Deco venceu ação popular contra NOS, Meo e Nowo. Reembolsos podem chegar a 1,6 milhões de clientes.
Uma decisão judicial inédita obriga as operadoras de telecomunicações NOS, Meo e Nowo a devolver cerca de 40 milhões de euros a 1,6 milhões de consumidores. O caso remonta a novembro de 2016, quando os clientes destas empresas viram os preços dos serviços aumentar sem aviso adequado, o que levou a Deco a avançar com uma ação popular em março de 2018.
O Tribunal de Primeira Instância deu razão à associação de defesa do consumidor, considerando ilegal a forma como foram aplicadas as alterações contratuais entre novembro de 2016 e agosto de 2017. Em média, cada cliente poderá receber entre 14 e 30 euros, valor que poderá aumentar com juros.

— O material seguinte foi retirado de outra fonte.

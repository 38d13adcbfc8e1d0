use std::fmt;

#[derive(Debug, Clone, PartialEq)]
pub enum EstimateError {
    /// TOML parse / deserialization error.
    ConfigParse(String),
    /// Config validation error (blank selection, duplicate part, bad rate, etc.).
    ConfigValidation(String),
    /// Filtering a schedule table by the vehicle selection left zero rows.
    NoMatchingContext { table: String, selection: String },
    /// An edit referenced a part that is not in the selection table.
    UnknownPart(String),
    /// The part table has not been confirmed yet.
    NotConfirmed,
    /// The confirmed part table holds no non-blank parts.
    NoParts,
}

impl fmt::Display for EstimateError {
    fn fmt(&self, f: &mut fmt::Formatter<'_>) -> fmt::Result {
        match self {
            Self::ConfigParse(msg) => write!(f, "config parse error: {msg}"),
            Self::ConfigValidation(msg) => write!(f, "config validation error: {msg}"),
            Self::NoMatchingContext { table, selection } => {
                write!(f, "no matching data found for the selected inputs ({table} table, {selection})")
            }
            Self::UnknownPart(part) => write!(f, "part '{part}' is not in the selection table"),
            Self::NotConfirmed => write!(f, "parts and costs have not been confirmed"),
            Self::NoParts => write!(f, "no parts selected"),
        }
    }
}

impl std::error::Error for EstimateError {}
use std::collections::HashSet;

use serde::Deserialize;

use crate::engine::EstimateRequest;
use crate::error::EstimateError;
use crate::headers::canonicalize;
use crate::loader::coerce_year;
use crate::model::{CellValue, GarageType, VehicleSelection};
use crate::selection::{EstimateSession, PartColumn};

/// Fallback rate for tinkering: labour base value × rate.
pub const DEFAULT_TINKERING_RATE: f64 = 3300.0;
/// Fallback rate for removal & reinstallation. Same default as tinkering,
/// configured separately.
pub const DEFAULT_RNR_RATE: f64 = 3300.0;

// ---------------------------------------------------------------------------
// Top-level config
// ---------------------------------------------------------------------------

#[derive(Debug, Deserialize)]
pub struct EstimateConfig {
    pub name: String,
    pub sources: SourcesConfig,
    pub vehicle: VehicleConfig,
    #[serde(default)]
    pub rates: Option<CategoryRates>,
    /// Parts and costs confirmed; without it nothing is computed.
    #[serde(default)]
    pub confirm: bool,
    #[serde(default)]
    pub parts: Vec<PartInput>,
    #[serde(default)]
    pub output: OutputConfig,
}

// ---------------------------------------------------------------------------
// Sources
// ---------------------------------------------------------------------------

/// Paths of the four reference sheets, relative to the config file.
#[derive(Debug, Clone, Deserialize)]
pub struct SourcesConfig {
    pub paint: String,
    pub labour: String,
    pub tinkering: String,
    pub rnr: String,
}

impl SourcesConfig {
    /// Read only the `[sources]` table of a config, ignoring everything else.
    /// Used by commands that browse the tables before a vehicle is chosen.
    pub fn from_toml(input: &str) -> Result<Self, EstimateError> {
        #[derive(Deserialize)]
        struct SourcesProbe {
            sources: SourcesConfig,
        }

        let probe: SourcesProbe =
            toml::from_str(input).map_err(|e| EstimateError::ConfigParse(e.to_string()))?;
        probe.sources.validate()?;
        Ok(probe.sources)
    }

    pub fn validate(&self) -> Result<(), EstimateError> {
        for (name, path) in [
            ("paint", &self.paint),
            ("labour", &self.labour),
            ("tinkering", &self.tinkering),
            ("rnr", &self.rnr),
        ] {
            if path.trim().is_empty() {
                return Err(EstimateError::ConfigValidation(format!(
                    "sources.{name} must not be empty"
                )));
            }
        }
        Ok(())
    }
}

// ---------------------------------------------------------------------------
// Vehicle
// ---------------------------------------------------------------------------

#[derive(Debug, Clone, Deserialize)]
pub struct VehicleConfig {
    pub maker: String,
    pub model: String,
    /// Text or number; compared as text.
    pub year: CellValue,
    pub city: String,
    pub finish: String,
    #[serde(default)]
    pub garage: GarageType,
}

impl VehicleConfig {
    pub fn selection(&self) -> VehicleSelection {
        VehicleSelection {
            maker: self.maker.trim().to_string(),
            model: self.model.trim().to_string(),
            year: coerce_year(&self.year),
            city: self.city.trim().to_string(),
            finish: self.finish.trim().to_string(),
        }
    }
}

// ---------------------------------------------------------------------------
// Rates
// ---------------------------------------------------------------------------

/// Category rates applied to the labour base value when a part has no
/// explicit cost.
#[derive(Debug, Clone, Copy, PartialEq, Deserialize)]
pub struct CategoryRates {
    #[serde(default = "default_tinkering_rate")]
    pub tinkering: f64,
    #[serde(default = "default_rnr_rate")]
    pub rnr: f64,
}

fn default_tinkering_rate() -> f64 {
    DEFAULT_TINKERING_RATE
}

fn default_rnr_rate() -> f64 {
    DEFAULT_RNR_RATE
}

impl Default for CategoryRates {
    fn default() -> Self {
        Self {
            tinkering: DEFAULT_TINKERING_RATE,
            rnr: DEFAULT_RNR_RATE,
        }
    }
}

impl CategoryRates {
    pub fn validate(&self) -> Result<(), EstimateError> {
        for (name, rate) in [("tinkering", self.tinkering), ("rnr", self.rnr)] {
            if !rate.is_finite() || rate < 0.0 {
                return Err(EstimateError::ConfigValidation(format!(
                    "rates.{name} must be a non-negative number, got {rate}"
                )));
            }
        }
        Ok(())
    }
}

// ---------------------------------------------------------------------------
// Parts + Output
// ---------------------------------------------------------------------------

/// A chosen part and the user's edits to its row. Values are raw cells and
/// go through the same lenient parsing as interactive edits.
#[derive(Debug, Clone, Deserialize)]
pub struct PartInput {
    pub part: String,
    #[serde(default)]
    pub disc: Option<CellValue>,
    #[serde(default)]
    pub rnr: Option<CellValue>,
    #[serde(default)]
    pub rnr_cost: Option<CellValue>,
    #[serde(default)]
    pub tinkering: Option<CellValue>,
    #[serde(default)]
    pub tinkering_cost: Option<CellValue>,
}

impl PartInput {
    fn edits(&self) -> impl Iterator<Item = (PartColumn, &CellValue)> {
        [
            (PartColumn::Discount, self.disc.as_ref()),
            (PartColumn::Rnr, self.rnr.as_ref()),
            (PartColumn::RnrCost, self.rnr_cost.as_ref()),
            (PartColumn::Tinkering, self.tinkering.as_ref()),
            (PartColumn::TinkeringCost, self.tinkering_cost.as_ref()),
        ]
        .into_iter()
        .filter_map(|(col, value)| value.map(|v| (col, v)))
    }
}

#[derive(Debug, Clone, Default, Deserialize)]
pub struct OutputConfig {
    #[serde(default)]
    pub json: Option<String>,
}

// ---------------------------------------------------------------------------
// Parse + Validate
// ---------------------------------------------------------------------------

impl EstimateConfig {
    pub fn from_toml(input: &str) -> Result<Self, EstimateError> {
        let config: EstimateConfig =
            toml::from_str(input).map_err(|e| EstimateError::ConfigParse(e.to_string()))?;
        config.validate()?;
        Ok(config)
    }

    pub fn validate(&self) -> Result<(), EstimateError> {
        if self.name.trim().is_empty() {
            return Err(EstimateError::ConfigValidation("name must not be empty".into()));
        }

        self.sources.validate()?;

        let selection = self.vehicle.selection();
        for (field, value) in [
            ("maker", &selection.maker),
            ("model", &selection.model),
            ("year", &selection.year),
            ("city", &selection.city),
            ("finish", &selection.finish),
        ] {
            if value.is_empty() {
                return Err(EstimateError::ConfigValidation(format!(
                    "vehicle.{field} must not be empty"
                )));
            }
        }

        if let Some(ref rates) = self.rates {
            rates.validate()?;
        }

        let mut seen = HashSet::new();
        for input in &self.parts {
            let part = canonicalize(&input.part);
            if part.is_empty() {
                return Err(EstimateError::ConfigValidation("part name must not be empty".into()));
            }
            if !seen.insert(part.clone()) {
                return Err(EstimateError::ConfigValidation(format!(
                    "part '{part}' listed more than once"
                )));
            }
        }

        Ok(())
    }

    /// Chosen part names in config order.
    pub fn chosen_parts(&self) -> Vec<String> {
        self.parts.iter().map(|p| canonicalize(&p.part)).collect()
    }

    /// Build the pass request. `[rates]` in the config wins over the
    /// caller's defaults (usually the user settings).
    pub fn request(&self, default_rates: CategoryRates) -> EstimateRequest {
        EstimateRequest {
            name: self.name.clone(),
            selection: self.vehicle.selection(),
            garage: self.vehicle.garage,
            rates: self.rates.unwrap_or(default_rates),
        }
    }

    /// Replay the config into a session: sync the chosen parts, apply each
    /// part's edits, confirm if requested.
    pub fn apply_to(&self, session: &mut EstimateSession) -> Result<(), EstimateError> {
        session.sync(&self.chosen_parts());
        for input in &self.parts {
            for (column, value) in input.edits() {
                session.table_mut().apply_edit(&input.part, column, value)?;
            }
        }
        if self.confirm {
            session.confirm();
        }
        Ok(())
    }
}

// ---------------------------------------------------------------------------
// Tests
// ---------------------------------------------------------------------------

Para os consumidores que ainda mantêm contratos ativos com as mesmas operadoras, o reembolso deverá ser feito através de crédito na fatura. Já quem rescindiu contratos após o período em causa terá direito a reembolso direto.
As operadoras já anunciaram que irão recorrer da decisão, defendendo que cumpriram a lei e contestando os fundamentos do tribunal. Assim, até ao trânsito em julgado, os montantes não serão devolvidos.
Questionada sobre a possibilidade de prescrição, a Deco afastou esse cenário. A associação sublinha que, neste tipo de processos, o prazo de prescrição só começa a contar quando a sentença se torna definitiva, ou seja, depois de esgotadas todas as instâncias de recurso.
Para a Deco, esta decisão representa um marco na defesa dos consumidores: “É uma vitória que responsabiliza as operadoras de telecomunicações e reafirma os direitos dos clientes face a práticas abusivas.”